It’s a pretty tedious 3 hour ferry ride from the South Island to the North, even if, after some successful blagging from Hutch, you are sitting in the comfort of the luxury lounge. So what better way to make time pass rather quicker than to pick a Team of the Pool Stages. So after much heated discussion, here it is.
Barring Ireland and Australia being on the other side of the draw and Tonga beating France, the World Cup has panned out much as everybody would have expected. This could be seen as a bit of a shame but there have still been some stirring performances from the so-called smaller teams and many of the players involved. This is reflected in the fact that four of the team will be watching the remainder of the tournament from the comfort of their own homes.
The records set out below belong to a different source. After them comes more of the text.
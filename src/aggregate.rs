//! Forecast aggregation
//!
//! Transforms the flat, not-necessarily-sorted list of raw forecast entries
//! into the two derived views consumers render: an hourly view restricted to
//! the 24 hours after `now`, and a daily view grouped by calendar day with
//! per-day min/max temperatures and a representative icon.
//!
//! Day boundaries use the UTC calendar so results are reproducible across
//! environments. `now` is always passed explicitly; aggregation never reads
//! the system clock, which keeps it idempotent for a fixed input.

use std::collections::BTreeMap;

use chrono::{DateTime, Duration, NaiveDate, Utc};

use crate::classify::icon_for;
use crate::data::{DailySample, HourlySample, RawForecastEntry};

/// The derived hourly and daily forecast views
#[derive(Debug, Clone, PartialEq, Default)]
pub struct ForecastBundle {
    /// Samples within 24 h of `now`, ascending by timestamp
    pub hourly: Vec<HourlySample>,
    /// One entry per calendar day covered by the input, ascending by date
    pub daily: Vec<DailySample>,
}

/// Aggregates raw forecast entries into hourly and daily views
///
/// # Arguments
/// * `entries` - Raw forecast feed entries, in any order
/// * `now` - The reference instant for the 24 h hourly window
///
/// # Returns
/// A `ForecastBundle`; empty input yields empty views, never an error.
/// The daily view is not capped here — trimming to a display horizon is a
/// presentation concern.
pub fn aggregate(entries: &[RawForecastEntry], now: DateTime<Utc>) -> ForecastBundle {
    ForecastBundle {
        hourly: hourly_view(entries, now),
        daily: daily_view(entries),
    }
}

/// Builds the hourly view: entries up to 24 h past `now`, sorted ascending
fn hourly_view(entries: &[RawForecastEntry], now: DateTime<Utc>) -> Vec<HourlySample> {
    let window_end = now + Duration::hours(24);

    let mut samples: Vec<HourlySample> = entries
        .iter()
        .filter(|e| e.timestamp <= window_end)
        .map(|e| HourlySample {
            timestamp: e.timestamp,
            temperature: e.temperature,
            icon: icon_for(&e.condition).to_string(),
        })
        .collect();

    samples.sort_by_key(|s| s.timestamp);
    samples
}

/// Builds the daily view: per-UTC-day min/max with a representative icon
///
/// The representative icon comes from the sample with the day's highest
/// temperature; when several samples tie, the earliest one wins.
fn daily_view(entries: &[RawForecastEntry]) -> Vec<DailySample> {
    // BTreeMap keeps the days in ascending date order
    let mut days: BTreeMap<NaiveDate, Vec<&RawForecastEntry>> = BTreeMap::new();
    for entry in entries {
        days.entry(entry.timestamp.date_naive())
            .or_default()
            .push(entry);
    }

    days.into_iter()
        .map(|(date, mut group)| {
            group.sort_by_key(|e| e.timestamp);

            let mut high = f64::NEG_INFINITY;
            let mut low = f64::INFINITY;
            let mut hottest = group[0];
            for &entry in &group {
                if entry.temperature > high {
                    high = entry.temperature;
                    hottest = entry;
                }
                if entry.temperature < low {
                    low = entry.temperature;
                }
            }

            DailySample {
                date,
                high_temp: high,
                low_temp: low,
                icon: icon_for(&hottest.condition).to_string(),
            }
        })
        .collect()
}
This number increases to five if you count the desperately unlucky Dan Carter whose absence makes the tournament poorer, whatever your allegiance. He makes the cut by virtue of a peerless display against the French. Samoa contribute two players and Tonga one after their stirring contributions to some of the finest games to date. This includes Paul Williams who was outstanding throughout and had it not been for his outrageous red card could have helped his team take a notable scalp against the Springboks.
Some of the more established teams have disappointed despite going through which explains why England, France and Australia do not have a single representative between them. New Zealand, Wales and Ireland however contribute three players apiece with South Africa adding two. These have been the best teams on display so far. Ma’a Nonu has been my player of the tournament causing havoc wherever he has gone allied to much improved distribution. He forms an enormous back line with compatriot Richard Kahui and the Welsh duo of the outstanding George North and the rejuvenated Jamie Roberts.
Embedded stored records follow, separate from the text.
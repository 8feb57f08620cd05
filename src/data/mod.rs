//! Core data models for Skywatch
//!
//! This module contains the data types used throughout the application
//! for representing weather snapshots, forecast samples, saved cities,
//! and the error taxonomy shared by the fetch pipeline.

pub mod openweather;

pub use openweather::{OpenWeatherClient, WeatherApi};

use chrono::{DateTime, NaiveDate, Utc};
use serde::{Deserialize, Serialize};
use thiserror::Error;

/// Scale factor for coordinate keys: two decimal places (~1.1 km tolerance)
const COORD_SCALE: f64 = 100.0;

/// Identity under which a weather snapshot is cached
///
/// Two fetches for "the same place" must resolve to the same key so their
/// results merge rather than fork. City names are normalized (trimmed,
/// lowercased); coordinates are compared at centidegree resolution.
#[derive(Debug, Clone, PartialEq, Eq, Hash, Serialize, Deserialize)]
pub enum CityKey {
    /// Normalized city name
    City(String),
    /// Coordinates in centidegrees (degrees * 100, rounded)
    Coords { lat_cd: i32, lon_cd: i32 },
}

impl CityKey {
    /// Creates a key from a city name, normalizing case and whitespace
    pub fn from_city(name: &str) -> Self {
        Self::City(name.trim().to_lowercase())
    }

    /// Creates a key from raw coordinates, rounding to centidegrees
    pub fn from_coords(lat: f64, lon: f64) -> Self {
        Self::Coords {
            lat_cd: (lat * COORD_SCALE).round() as i32,
            lon_cd: (lon * COORD_SCALE).round() as i32,
        }
    }

    /// Returns a filesystem-safe slug for use as a store key
    pub fn slug(&self) -> String {
        match self {
            Self::City(name) => name.replace([' ', ','], "_"),
            Self::Coords { lat_cd, lon_cd } => format!("coords_{}_{}", lat_cd, lon_cd),
        }
    }
}

impl std::fmt::Display for CityKey {
    fn fmt(&self, f: &mut std::fmt::Formatter<'_>) -> std::fmt::Result {
        match self {
            Self::City(name) => f.write_str(name),
            Self::Coords { lat_cd, lon_cd } => write!(
                f,
                "({:.2}, {:.2})",
                *lat_cd as f64 / COORD_SCALE,
                *lon_cd as f64 / COORD_SCALE
            ),
        }
    }
}

/// A single hour of forecast data, derived from the raw feed
#[derive(Debug, Clone, PartialEq, Serialize, Deserialize)]
pub struct HourlySample {
    /// Forecast timestamp
    pub timestamp: DateTime<Utc>,
    /// Temperature in Celsius
    pub temperature: f64,
    /// Display icon id from the classifier
    pub icon: String,
}

/// One calendar day of forecast data, grouped from hourly samples
#[derive(Debug, Clone, PartialEq, Serialize, Deserialize)]
pub struct DailySample {
    /// Calendar day (UTC)
    pub date: NaiveDate,
    /// Highest temperature observed among the day's samples
    pub high_temp: f64,
    /// Lowest temperature observed among the day's samples
    pub low_temp: f64,
    /// Icon of the sample with the day's highest temperature
    pub icon: String,
}

/// A raw entry from the forecast feed, before aggregation
#[derive(Debug, Clone, PartialEq)]
pub struct RawForecastEntry {
    /// Absolute timestamp of the forecast slot
    pub timestamp: DateTime<Utc>,
    /// Temperature in Celsius
    pub temperature: f64,
    /// Condition text as reported by the provider (e.g. "Clouds")
    pub condition: String,
}

/// Current conditions for one location, as returned by the provider
///
/// The `city` field carries the provider-assigned canonical name, which is
/// used for cache keying even when the fetch was coordinate-based.
#[derive(Debug, Clone, Serialize, Deserialize)]
pub struct CurrentConditions {
    /// Canonical city name from the provider
    pub city: String,
    /// Latitude as resolved by the provider
    pub latitude: f64,
    /// Longitude as resolved by the provider
    pub longitude: f64,
    /// Current temperature in Celsius
    pub temperature: f64,
    /// Daily high in Celsius
    pub high_temp: f64,
    /// Daily low in Celsius
    pub low_temp: f64,
    /// Condition group (e.g. "Rain")
    pub condition: String,
    /// Longer condition text (e.g. "light rain")
    pub condition_description: String,
    /// Relative humidity percentage (0-100)
    pub humidity: u8,
    /// Wind speed in m/s
    pub wind_speed: f64,
    /// Atmospheric pressure in hPa, if reported
    pub pressure: Option<u32>,
    /// Feels-like temperature in Celsius, if reported
    pub feels_like: Option<f64>,
    /// Sunrise time, if reported
    pub sunrise: Option<DateTime<Utc>>,
    /// Sunset time, if reported
    pub sunset: Option<DateTime<Utc>>,
}

/// The reconciled weather state for one cache key
///
/// Combines current conditions with the derived hourly/daily forecast
/// views. Forecast vectors are plain values replaced wholesale on each
/// aggregation pass.
#[derive(Debug, Clone, Serialize, Deserialize)]
pub struct WeatherSnapshot {
    /// Cache key this snapshot belongs to
    pub key: CityKey,
    /// Display city name
    pub city: String,
    /// Current temperature in Celsius
    pub temperature: f64,
    /// Daily high in Celsius
    pub high_temp: f64,
    /// Daily low in Celsius
    pub low_temp: f64,
    /// Condition group (e.g. "Clouds")
    pub condition: String,
    /// Longer condition text
    pub condition_description: String,
    /// Relative humidity percentage (0-100)
    pub humidity: u8,
    /// Wind speed in m/s
    pub wind_speed: f64,
    /// Atmospheric pressure in hPa, if known
    pub pressure: Option<u32>,
    /// Feels-like temperature, if known
    pub feels_like: Option<f64>,
    /// Sunrise time, if known
    pub sunrise: Option<DateTime<Utc>>,
    /// Sunset time, if known
    pub sunset: Option<DateTime<Utc>>,
    /// Latitude of the snapshot location
    pub latitude: f64,
    /// Longitude of the snapshot location
    pub longitude: f64,
    /// Hourly forecast view (24 h window), empty until the forecast leg lands
    pub hourly: Vec<HourlySample>,
    /// Daily forecast view, empty until the forecast leg lands
    pub daily: Vec<DailySample>,
    /// When this snapshot was last written
    pub fetched_at: DateTime<Utc>,
}

impl WeatherSnapshot {
    /// Creates an empty snapshot with defaults for the given key
    pub fn empty(key: CityKey) -> Self {
        Self {
            key,
            city: String::new(),
            temperature: 0.0,
            high_temp: 0.0,
            low_temp: 0.0,
            condition: "Unknown".to_string(),
            condition_description: String::new(),
            humidity: 0,
            wind_speed: 0.0,
            pressure: None,
            feels_like: None,
            sunrise: None,
            sunset: None,
            latitude: 0.0,
            longitude: 0.0,
            hourly: Vec::new(),
            daily: Vec::new(),
            fetched_at: Utc::now(),
        }
    }
}

/// A partial update to a snapshot; only present fields are overwritten
#[derive(Debug, Clone, Default)]
pub struct SnapshotPatch {
    pub city: Option<String>,
    pub temperature: Option<f64>,
    pub high_temp: Option<f64>,
    pub low_temp: Option<f64>,
    pub condition: Option<String>,
    pub condition_description: Option<String>,
    pub humidity: Option<u8>,
    pub wind_speed: Option<f64>,
    pub pressure: Option<u32>,
    pub feels_like: Option<f64>,
    pub sunrise: Option<DateTime<Utc>>,
    pub sunset: Option<DateTime<Utc>>,
    pub latitude: Option<f64>,
    pub longitude: Option<f64>,
    pub hourly: Option<Vec<HourlySample>>,
    pub daily: Option<Vec<DailySample>>,
}

impl SnapshotPatch {
    /// Builds a patch covering all current-conditions fields
    pub fn from_conditions(cond: &CurrentConditions) -> Self {
        Self {
            city: Some(cond.city.clone()),
            temperature: Some(cond.temperature),
            high_temp: Some(cond.high_temp),
            low_temp: Some(cond.low_temp),
            condition: Some(cond.condition.clone()),
            condition_description: Some(cond.condition_description.clone()),
            humidity: Some(cond.humidity),
            wind_speed: Some(cond.wind_speed),
            pressure: cond.pressure,
            feels_like: cond.feels_like,
            sunrise: cond.sunrise,
            sunset: cond.sunset,
            latitude: Some(cond.latitude),
            longitude: Some(cond.longitude),
            ..Default::default()
        }
    }

    /// Builds a patch carrying only the forecast views
    pub fn from_forecast(hourly: Vec<HourlySample>, daily: Vec<DailySample>) -> Self {
        Self {
            hourly: Some(hourly),
            daily: Some(daily),
            ..Default::default()
        }
    }
}

/// A user-curated saved city
///
/// The list is order-significant (insertion order) and deduplicated by id.
/// The id is derived from the normalized name plus centidegree coordinates,
/// so re-adding the same city is a no-op.
#[derive(Debug, Clone, PartialEq, Serialize, Deserialize)]
pub struct SavedCity {
    /// Stable opaque identifier
    pub id: String,
    /// Display name
    pub name: String,
    /// Latitude coordinate
    pub latitude: f64,
    /// Longitude coordinate
    pub longitude: f64,
}

impl SavedCity {
    /// Creates a saved city with a derived stable id
    pub fn new(name: &str, latitude: f64, longitude: f64) -> Self {
        let coords = CityKey::from_coords(latitude, longitude);
        let id = format!("{}@{}", CityKey::from_city(name).slug(), coords.slug());
        Self {
            id,
            name: name.trim().to_string(),
            latitude,
            longitude,
        }
    }
}

/// An event from the device-location subsystem
///
/// The location layer itself is an external collaborator; the engine only
/// consumes its events.
#[derive(Debug, Clone, PartialEq)]
pub enum LocationEvent {
    /// A coordinate fix arrived
    Fix { latitude: f64, longitude: f64 },
    /// The user denied or restricted location access
    PermissionDenied,
    /// The location service could not produce a fix
    Unavailable,
}

/// Errors that can occur across the fetch pipeline
#[derive(Debug, Error)]
pub enum WeatherError {
    /// The query string could not be turned into a request
    #[error("Invalid query: {0}")]
    InvalidQuery(String),

    /// Network-level failure (connect, timeout, TLS)
    #[error("Network error: {0}")]
    Transport(#[from] reqwest::Error),

    /// The provider returned a non-success status code
    #[error("Server returned status {0}")]
    Server(u16),

    /// The response body did not match the expected JSON shape
    #[error("Failed to decode response: {0}")]
    Decode(String),

    /// Location permission denied, restricted, or no fix available
    #[error("Location unavailable: {0}")]
    LocationUnavailable(String),

    /// No cache entry exists for the requested key
    #[error("No cached weather for {0}")]
    NotFound(String),
}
In the front row Cian Healy has scrummaged more powerfully than we have seen before to add to his already excellent work around the park and Castrogiovanni has shored up the Italian team all on his own at times. Bismarck Du Plessis meanwhile looks to have consigned John Smit to ending his international career on the bench, something which in truth should have happened some time ago.
The other area worthy of note is the back row. It seems most of the Man of the Match awards in the tournament have gone to ‘loosies’ with the Georgian, Tongan and Namibian back rowers taking plenty of plaudits. But Sean O’Brien and Sam Warburton have been simply outstanding and would have to rate next to Nonu as players of the tournament thus far. Granted O’Brien has been playing at 7 but he has played a lot of rugby at 6 and you would get short odds on these two packing down together in Australia in 2013 in the red of the Lions. Warburton is also skipper of the team for the way in which he seems to have inspired his young charges to finally perform on the world stage. They are joined by Tongan Viliami Ma’fuu who has been frightening around the park and had Frenchmen diving out of the way in a manner not seen since The Duke of Wellington shouted ‘Charge!’.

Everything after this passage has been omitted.